In March, the FAO Food Price Index experienced another surge to reach the highest level since its 1990 inception. The Index rose by 12.6 percent from February, driven by all-time highs for vegetable oil, cereal, and meat prices.
The Cereal Price Index rose 17.1 percent from February. The ongoing conflict in Ukraine has disrupted wheat exports, further reducing already dwindling global supplies and driving up prices by 19.7 percent. Maize prices also soared by 19.1 percent due to expected significant reductions in exports from Ukraine. Rice prices were the outlier in March, remaining generally stable from February and 10 percent below March 2021 levels.
The Vegetable Oil Price Index rose by 23.2 percent from February. Soybean oil prices were driven up due largely to reduced exports from South America, while sunflower seed oil prices rose based on supply disruptions in the Black Sea region. Palm oil prices rose in turn due to increased demand following declining sunflower oil supplies. High and volatile crude oil prices also contributed to skyrocketing vegetable oil prices.
The Dairy, Meat, and Sugar Price Indices all also rose in March by 2.6 percent, 4.8 percent, and 6.7 percent, respectively.
The latest AMIS Market Monitor also reports price volatility and turbulent markets for major commodities as a result of the conflict in the Black Sea region. According to the report, the region accounts for about 30 percent and 15 percent of global wheat and maize exports, respectively, and about 80 percent of sunflower seed trade. As a result of the ongoing conflict, wheat and maize exports from Ukraine through June 2022 may only be a fraction of the expected 20 million tons. Ukraine’s crop production for the 2022-2023 season is also expected to fall significantly, which could cause longer term impacts for global markets. The ability of other producers to fill the gap will be limited due to a number of factors, such as poor harvests, logistical challenges, and government export caps. Soybean oil supplies are also expected to be limited due to record demand in the U.S. for biofuels and reduced harvests in South America.

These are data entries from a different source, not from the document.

#[cfg(test)]
mod tests {
    use super::*;
    use std::collections::HashMap;

    #[derive(Default)]
    struct Vars {
        scalars: HashMap<String, String>,
        arrays: HashMap<String, HashMap<i64, String>>,
        next_random: i64,
        seed: Option<u64>,
    }

    impl ArithmeticContext for Vars {
        fn get_var(&self, name: &str) -> Option<String> {
            self.scalars.get(name).cloned()
        }
        fn set_var(&mut self, name: &str, value: String) {
            self.scalars.insert(name.to_string(), value);
        }
        fn get_element(&self, name: &str, index: i64) -> Option<String> {
            self.arrays.get(name)?.get(&index).cloned()
        }
        fn set_element(&mut self, name: &str, index: i64, value: String) {
            self.arrays
                .entry(name.to_string())
                .or_default()
                .insert(index, value);
        }
        fn random(&mut self) -> i64 {
            self.next_random += 1;
            self.next_random
        }
        fn seed_random(&mut self, seed: u64) {
            self.seed = Some(seed);
        }
    }

    fn eval(expr: &str) -> i64 {
        evaluate(expr, &mut Vars::default()).unwrap()
    }

    #[test]
    fn test_precedence() {
        assert_eq!(eval("1 + 2 * 3"), 7);
        assert_eq!(eval("(1 + 2) * 3"), 9);
        assert_eq!(eval("2 ** 10"), 1024);
        assert_eq!(eval("2 ** 3 ** 2"), 512);
        assert_eq!(eval("10 - 4 - 3"), 3);
        assert_eq!(eval("-2 ** 2"), 4);
        assert_eq!(eval("1 << 4 + 1"), 32);
        assert_eq!(eval("7 & 3 == 3"), 1);
        assert_eq!(eval("1 | 2 == 3"), 1);
    }

    #[test]
    fn test_division_by_zero() {
        let mut vars = Vars::default();
        assert_eq!(evaluate("1 / 0", &mut vars), Err(ArithmeticError::DivisionByZero));
        assert_eq!(evaluate("5 % 0", &mut vars), Err(ArithmeticError::DivisionByZero));
        assert_eq!(
            evaluate("2 ** -1", &mut vars),
            Err(ArithmeticError::NegativeExponent)
        );
    }

    #[test]
    fn test_logic_and_comparison() {
        assert_eq!(eval("3 > 2 && 2 > 1"), 1);
        assert_eq!(eval("0 || 0"), 0);
        assert_eq!(eval("!5"), 0);
        assert_eq!(eval("~0"), -1);
        assert_eq!(eval("5 >= 5"), 1);
        assert_eq!(eval("1 ? 10 : 20"), 10);
        assert_eq!(eval("0 ? 10 : 0 ? 20 : 30"), 30);
    }

    #[test]
    fn test_short_circuit_skips_side_effects() {
        let mut vars = Vars::default();
        evaluate("0 && (x = 5)", &mut vars).unwrap();
        assert_eq!(vars.get_var("x"), None);
        evaluate("1 || (y = 5)", &mut vars).unwrap();
        assert_eq!(vars.get_var("y"), None);
    }

    #[test]
    fn test_literals() {
        assert_eq!(eval("0x1F"), 31);
        assert_eq!(eval("010"), 8);
        assert_eq!(eval("2#1010"), 10);
        assert_eq!(eval("16#ff"), 255);
        assert!(evaluate("08", &mut Vars::default()).is_err());
        assert!(evaluate("2#102", &mut Vars::default()).is_err());
    }

    #[test]
    fn test_variables() {
        let mut vars = Vars::default();
        vars.set_var("x", "5".to_string());
        vars.set_var("expr", "x * 2".to_string());
        assert_eq!(evaluate("x + 1", &mut vars).unwrap(), 6);
        assert_eq!(evaluate("expr + 1", &mut vars).unwrap(), 11);
        assert_eq!(evaluate("missing + 1", &mut vars).unwrap(), 1);
    }

    #[test]
    fn test_self_referencing_variable_is_bounded() {
        let mut vars = Vars::default();
        vars.set_var("a", "a + 1".to_string());
        assert!(matches!(
            evaluate("a", &mut vars),
            Err(ArithmeticError::Recursion(_))
        ));
    }

    #[test]
    fn test_assignment_and_steps() {
        let mut vars = Vars::default();
        assert_eq!(evaluate("x = 3", &mut vars).unwrap(), 3);
        assert_eq!(evaluate("x += 4", &mut vars).unwrap(), 7);
        assert_eq!(evaluate("x++", &mut vars).unwrap(), 7);
        assert_eq!(vars.get_var("x").as_deref(), Some("8"));
        assert_eq!(evaluate("--x", &mut vars).unwrap(), 7);
        assert_eq!(evaluate("x <<= 1", &mut vars).unwrap(), 14);
        assert_eq!(evaluate("a = b = 2, a + b", &mut vars).unwrap(), 4);
        assert!(matches!(
            evaluate("1 = 2", &mut vars),
            Err(ArithmeticError::NotAssignable(_))
        ));
    }

    #[test]
    fn test_array_elements() {
        let mut vars = Vars::default();
        evaluate("arr[1] = 4, arr[2] = arr[1] * 2", &mut vars).unwrap();
        assert_eq!(evaluate("arr[2]", &mut vars).unwrap(), 8);
    }

    #[test]
    fn test_functions() {
        assert_eq!(eval("abs(-5)"), 5);
        assert_eq!(eval("min(4, 2, 8)"), 2);
        assert_eq!(eval("max(4, 2, 8)"), 8);
        assert_eq!(eval("length(12345)"), 5);
        assert_eq!(eval("length(-12)"), 2);
        assert_eq!(eval("int(7)"), 7);
        assert_eq!(eval("substr(\"12345\", 2, 3)"), 234);
        assert_eq!(eval("index(\"hello\", \"ll\")"), 3);
        assert_eq!(eval("index(\"hello\", \"z\")"), 0);
    }

    #[test]
    fn test_string_functions_read_variables_raw() {
        let mut vars = Vars::default();
        vars.set_var("s", "98765".to_string());
        vars.set_var("needle", "76".to_string());
        assert_eq!(evaluate("substr(s, 1, 2)", &mut vars).unwrap(), 98);
        assert_eq!(evaluate("index(s, needle)", &mut vars).unwrap(), 3);
    }

    #[test]
    fn test_rand_and_srand() {
        let mut vars = Vars::default();
        assert_eq!(evaluate("srand(42)", &mut vars).unwrap(), 42);
        assert_eq!(vars.seed, Some(42));
        assert_eq!(evaluate("rand()", &mut vars).unwrap(), 1);
    }

    #[test]
    fn test_unknown_function() {
        assert_eq!(
            evaluate("frob(1)", &mut Vars::default()),
            Err(ArithmeticError::UnknownFunction("frob".to_string()))
        );
    }

    #[test]
    fn test_syntax_errors() {
        let mut vars = Vars::default();
        assert!(matches!(evaluate("1 +", &mut vars), Err(ArithmeticError::Syntax { .. })));
        assert!(matches!(evaluate("(1", &mut vars), Err(ArithmeticError::Syntax { .. })));
        assert!(matches!(evaluate("1 2", &mut vars), Err(ArithmeticError::Syntax { .. })));
        assert!(matches!(evaluate("1 $ 2", &mut vars), Err(ArithmeticError::Syntax { .. })));
    }

    #[test]
    fn test_empty_is_zero() {
        assert_eq!(eval(""), 0);
        assert_eq!(eval("   "), 0);
    }

    #[test]
    fn test_wrapping_overflow() {
        assert_eq!(eval("9223372036854775807 + 1"), i64::MIN);
    }
}
//! Word expansion through the public Shell API
//!
//! Covers: arithmetic precedence and errors, parameter operators, IFS field
//! splitting, `$@` quoting, arrays, command substitution, brace and tilde
//! expansion, globbing, and the `set -u` / `${v:?}` failures.

use tidesh::{Shell, ShellOption};

fn shell() -> Shell {
    let mut builder = Shell::builder().clear_env().env("HOME", "/home/tester");
    if let Ok(path) = std::env::var("PATH") {
        builder = builder.env("PATH", path);
    }
    builder.build()
}

async fn stdout(script: &str) -> String {
    shell().exec(script).await.unwrap().stdout
}

#[tokio::test]
async fn arithmetic_precedence() {
    assert_eq!(stdout("echo $((1 + 2 * 3)) $(((1 + 2) * 3)) $((2 ** 10))").await, "7 9 1024\n");
    assert_eq!(stdout("echo $((7 / 2)) $((-7 % 3)) $((1 << 4 | 1))").await, "3 -1 17\n");
}

#[tokio::test]
async fn arithmetic_variables_and_assignment() {
    let out = stdout("x=4; echo $((x * x)) $(( $x + 1 )); (( y = x + 2 )); echo $y; echo $((undefined_name + 1))").await;
    assert_eq!(out, "16 5\n6\n1\n");
}

#[tokio::test]
async fn division_by_zero_fails_the_command() {
    let result = shell().exec("echo $((1 / 0)); echo next").await.unwrap();
    assert_eq!(result.stdout, "next\n");
    assert!(result.stderr.contains("division by 0"), "stderr: {}", result.stderr);
    assert_eq!(result.exit_code, 0);

    let result = shell().exec("echo $((5 % 0))").await.unwrap();
    assert_eq!(result.exit_code, 1);
}

#[tokio::test]
async fn default_and_pattern_removal() {
    let out = stdout("unset VAR; echo ${VAR:-default}; VAR=foo.txt; echo ${VAR%.txt} ${VAR#*.}").await;
    assert_eq!(out, "default\nfoo txt\n");
}

#[tokio::test]
async fn longest_and_shortest_matches() {
    let out = stdout("p=/usr/local/lib/file.tar.gz; echo ${p##*/} ${p%%.*} ${p%.*} ${p#/*/}").await;
    assert_eq!(out, "file.tar.gz /usr/local/lib/file /usr/local/lib/file.tar local/lib/file.tar.gz\n");
}

#[tokio::test]
async fn colon_forms_treat_empty_as_missing() {
    let out = stdout("e=; echo \"[${e-unset}] [${e:-empty}] [${e+set}] [${e:+nonempty}]\"").await;
    assert_eq!(out, "[] [empty] [set] []\n");
}

#[tokio::test]
async fn assign_default_sets_variable() {
    assert_eq!(stdout("echo ${x:=val}; echo $x").await, "val\nval\n");
}

#[tokio::test]
async fn length_substring_replace_case() {
    let out = stdout("s=hello; echo ${#s} ${s:1:3} ${s: -3} ${s/l/L} ${s//l/L} ${s^} ${s^^}").await;
    assert_eq!(out, "5 ell llo heLlo heLLo Hello HELLO\n");
}

#[tokio::test]
async fn substring_length_past_end_is_clamped() {
    let out = stdout("v=abc; echo ${v:1:9223372036854775807}; set -- a b c; echo ${@:1:9223372036854775807}").await;
    assert_eq!(out, "bc\na b c\n");
    assert_eq!(stdout("v=abc; echo \"[${v: -9223372036854775807}]\"").await, "[]\n");
}

#[tokio::test]
async fn indirect_expansion() {
    assert_eq!(stdout("target=value; ref=target; echo ${!ref}").await, "value\n");
}

#[tokio::test]
async fn default_ifs_splits_on_whitespace_runs() {
    let out = stdout("v=\"a  b\tc\"; for w in $v; do echo \"[$w]\"; done").await;
    assert_eq!(out, "[a]\n[b]\n[c]\n");
}

#[tokio::test]
async fn custom_ifs_splits_on_colon() {
    let out = stdout("IFS=:; v=a:b:c; for w in $v; do echo $w; done").await;
    assert_eq!(out, "a\nb\nc\n");
}

#[tokio::test]
async fn quoted_expansion_is_not_split() {
    let out = stdout("v=\"a  b\"; for w in \"$v\"; do echo \"[$w]\"; done").await;
    assert_eq!(out, "[a  b]\n");
}

#[tokio::test]
async fn quoted_at_preserves_arguments() {
    let out = stdout("f() { for a in \"$@\"; do echo \"<$a>\"; done; echo $#; }; f \"x y\" z").await;
    assert_eq!(out, "<x y>\n<z>\n2\n");
}

#[tokio::test]
async fn quoted_star_joins_with_ifs() {
    let out = stdout("f() { IFS=,; echo \"$*\"; }; f a b c").await;
    assert_eq!(out, "a,b,c\n");
}

#[tokio::test]
async fn indexed_arrays() {
    let out = stdout("a=(one two three); echo ${a[1]} ${#a[@]}; a+=(four); echo ${a[3]} ${a[-1]}; a[6]=x; echo ${#a[@]}").await;
    assert_eq!(out, "two 3\nfour four\n5\n");
}

#[tokio::test]
async fn indexed_arrays_are_sparse() {
    let out = stdout("a[9223372036854775807]=x; a[2]=y; echo ${#a[@]} ${!a[@]} ${a[@]} ${a[-1]}; echo ok").await;
    assert_eq!(out, "2 2 9223372036854775807 y x x\nok\n");
    let out = stdout("a=(p q r); unset 'a[1]'; a+=(s); echo ${!a[@]} ${a[@]}").await;
    assert_eq!(out, "0 2 3 p r s\n");
}

#[tokio::test]
async fn associative_arrays() {
    let out = stdout("declare -A m; m[k]=v; m[j]=w; echo ${m[k]} ${!m[@]}; echo ${#m[@]}").await;
    assert_eq!(out, "v j k\n2\n");
}

#[tokio::test]
async fn command_substitution_strips_trailing_newlines() {
    let out = stdout("x=$(echo hi; echo there); echo \"$x\"; echo $(echo $(echo deep))").await;
    assert_eq!(out, "hi\nthere\ndeep\n");
}

#[tokio::test]
async fn command_substitution_does_not_leak_assignments() {
    assert_eq!(stdout("y=1; z=$(y=2; echo $y); echo $y $z").await, "1 2\n");
}

#[tokio::test]
async fn assignment_status_comes_from_substitution() {
    assert_eq!(stdout("x=$(false); echo $?; y=$(true); echo $?").await, "1\n0\n");
}

#[tokio::test]
async fn brace_expansion() {
    assert_eq!(stdout("echo a{1,2,3}b {x,y} {1..3}").await, "a1b a2b a3b x y 1 2 3\n");
    assert_eq!(stdout("echo \"{a,b}\"").await, "{a,b}\n");
}

#[tokio::test]
async fn tilde_expansion() {
    assert_eq!(
        stdout("echo ~ ~/docs \"~\"").await,
        "/home/tester /home/tester/docs ~\n"
    );
}

#[tokio::test]
async fn pathname_expansion() {
    let dir = tempfile::tempdir().unwrap();
    for name in ["a.txt", "b.txt", "c.log", ".hidden.txt"] {
        std::fs::write(dir.path().join(name), "").unwrap();
    }
    let mut sh = Shell::builder().clear_env().cwd(dir.path()).build();

    assert_eq!(sh.exec("echo *.txt").await.unwrap().stdout, "a.txt b.txt\n");
    assert_eq!(sh.exec("echo ?.log").await.unwrap().stdout, "c.log\n");
    assert_eq!(sh.exec("echo \"*.txt\"").await.unwrap().stdout, "*.txt\n");
    assert_eq!(sh.exec("echo *.none").await.unwrap().stdout, "*.none\n");
    assert_eq!(sh.exec("shopt -s nullglob; echo x *.none y").await.unwrap().stdout, "x y\n");
    assert_eq!(
        sh.exec("shopt -s dotglob; echo *.txt").await.unwrap().stdout,
        ".hidden.txt a.txt b.txt\n"
    );
    assert_eq!(sh.exec("set -f; echo *.log").await.unwrap().stdout, "*.log\n");
}

#[tokio::test]
async fn nounset_stops_the_script() {
    let result = shell().exec("set -u; echo $nope; echo after").await.unwrap();
    assert_eq!(result.stdout, "");
    assert_eq!(result.exit_code, 1);
    assert!(result.stderr.contains("nope: unbound variable"));
}

#[tokio::test]
async fn nounset_from_builder() {
    let mut sh = Shell::builder().clear_env().option(ShellOption::Nounset).build();
    let result = sh.exec("echo ${nope:-ok}; echo $nope").await.unwrap();
    assert_eq!(result.stdout, "ok\n");
    assert_eq!(result.exit_code, 1);
}

#[tokio::test]
async fn error_operator_reports_message() {
    let result = shell().exec("echo ${NOPE:?missing value}; echo after").await.unwrap();
    assert_eq!(result.stdout, "");
    assert_eq!(result.exit_code, 1);
    assert!(result.stderr.contains("NOPE: missing value"));
}

#[tokio::test]
async fn special_parameters() {
    let mut sh = Shell::builder().clear_env().script_name("prog").args(["one", "two"]).build();
    let out = sh.exec("false; echo $? $# $0 $1 $2 \"$3\"").await.unwrap().stdout;
    assert_eq!(out, "1 2 prog one two \n");
}

#[tokio::test]
async fn random_is_reseedable() {
    let mut sh = shell();
    let first = sh.exec("RANDOM=42; echo $RANDOM $RANDOM").await.unwrap().stdout;
    let second = sh.exec("RANDOM=42; echo $RANDOM $RANDOM").await.unwrap().stdout;
    assert_eq!(first, second);
    for n in first.split_whitespace() {
        let n: i64 = n.parse().unwrap();
        assert!((0..32768).contains(&n));
    }
}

Wheat production forecasts increased slightly in March, with harvests anticipated to be near the previous season’s record. Wheat utilization forecasts for 2021-2022 fell slightly due to slow growth in feed use; however, overall utilization is still anticipated to be higher than 2020-2021 levels. Wheat trade forecasts fell significantly, driven by reduced export forecasts from the Black Sea region. Global wheat ending stocks are anticipated to be higher than previously estimated; however, the report cautioned that these higher stocks will not translate to increased availability, as stocks in Ukraine will not be able to be exported until ports in the country reopen.
Maize production forecasts rose in March, with harvests expected to be 3.9 percent higher than 2020. Maize utilization is also expected to be above 2020-2021 levels (2 percent) despite reductions in feed use. Maize trade is expected to fall by 7 percent, driven by the ongoing Black Sea region conflict and reduced imports by other countries. Global maize ending stocks are forecast up, again driven largely by increased in Ukraine that will not be able to be released to global markets.
Rice production forecasts rose in March due to improved harvest prospects in Thailand. Rice utilization for 2021-2022 is also expected to rise, with increased feed use in Asia offsetting reduced food use. Global rice trade forecasts remain unchanged, with trade still expected to be 3.8 percent higher than 2021 levels. Global rice ending stocks were also forecast up, with global reserves expected to increase by 1.2 percent.
Soybean production forecasts fell in March due to unfavorable weather in South America; overall production is expected to be 5.3 percent lower than 2020 levels. Soybean utilization expectations fell as well, with global utilization forecast to fall significantly from 2020-2021. Soybean trade is expected to decrease based on smaller imports by China and reduced exports by Ukraine, Brazil, and Paraguay. Global soybean ending stocks are expected to be down overall, driven by reduced stocks in China, the U.S., and Brazil.